MATERIAL SUPPLIED ::

/// Combine a micro confidence score with a macro multiplier into one bounded
/// integer: clamp(round(confidence * factor), 0, 100).
///
/// Total over all inputs: a missing or non-finite factor falls back to 1.0
/// (neutral), and a NaN product clamps to 0.
pub fn integrate_score(confidence_score: f64, macro_factor: Option<f64>) -> i64 {
    let factor = macro_factor.filter(|f| f.is_finite()).unwrap_or(1.0);
    let raw = (confidence_score * factor).round();
    if raw.is_nan() {
        return 0;
    }
    raw.clamp(0.0, 100.0) as i64
}
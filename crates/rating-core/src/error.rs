use thiserror::Error;

#[derive(Error, Debug)]
pub enum AnalysisError {
    #[error("Provider unavailable: {0}")]
    ProviderUnavailable(String),

    #[error("Provider call timed out: {0}")]
    ProviderTimeout(String),

    #[error("Required source missing: {0}")]
    RequiredSourceMissing(String),

    #[error("Scoring error: {0}")]
    ScoringError(String),

    #[error("Database error: {0}")]
    Database(#[from] sqlx::Error),

    #[error("Serialization error: {0}")]
    Serde(#[from] serde_json::Error),

    #[error("Timestamp parse error: {0}")]
    ParseDate(#[from] chrono::ParseError),

    #[error("Invariant violation: {0}")]
    InvariantViolation(String),
}

impl AnalysisError {
    /// Whether the queue worker should retry the job after backoff.
    /// Invariant violations are terminal: they indicate corrupted queue
    /// state, not a transient condition.
    pub fn is_retryable(&self) -> bool {
        !matches!(self, AnalysisError::InvariantViolation(_))
    }
}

YOUR ASSIGNMENT ::
Give back, unchanged, every line from the one with "job after backoff." to the end of the entries above.

EXERCISE SOLUTION ::
    /// Whether the queue worker should retry the job after backoff.
    /// Invariant violations are terminal: they indicate corrupted queue
    /// state, not a transient condition.
    pub fn is_retryable(&self) -> bool {
        !matches!(self, AnalysisError::InvariantViolation(_))
    }
}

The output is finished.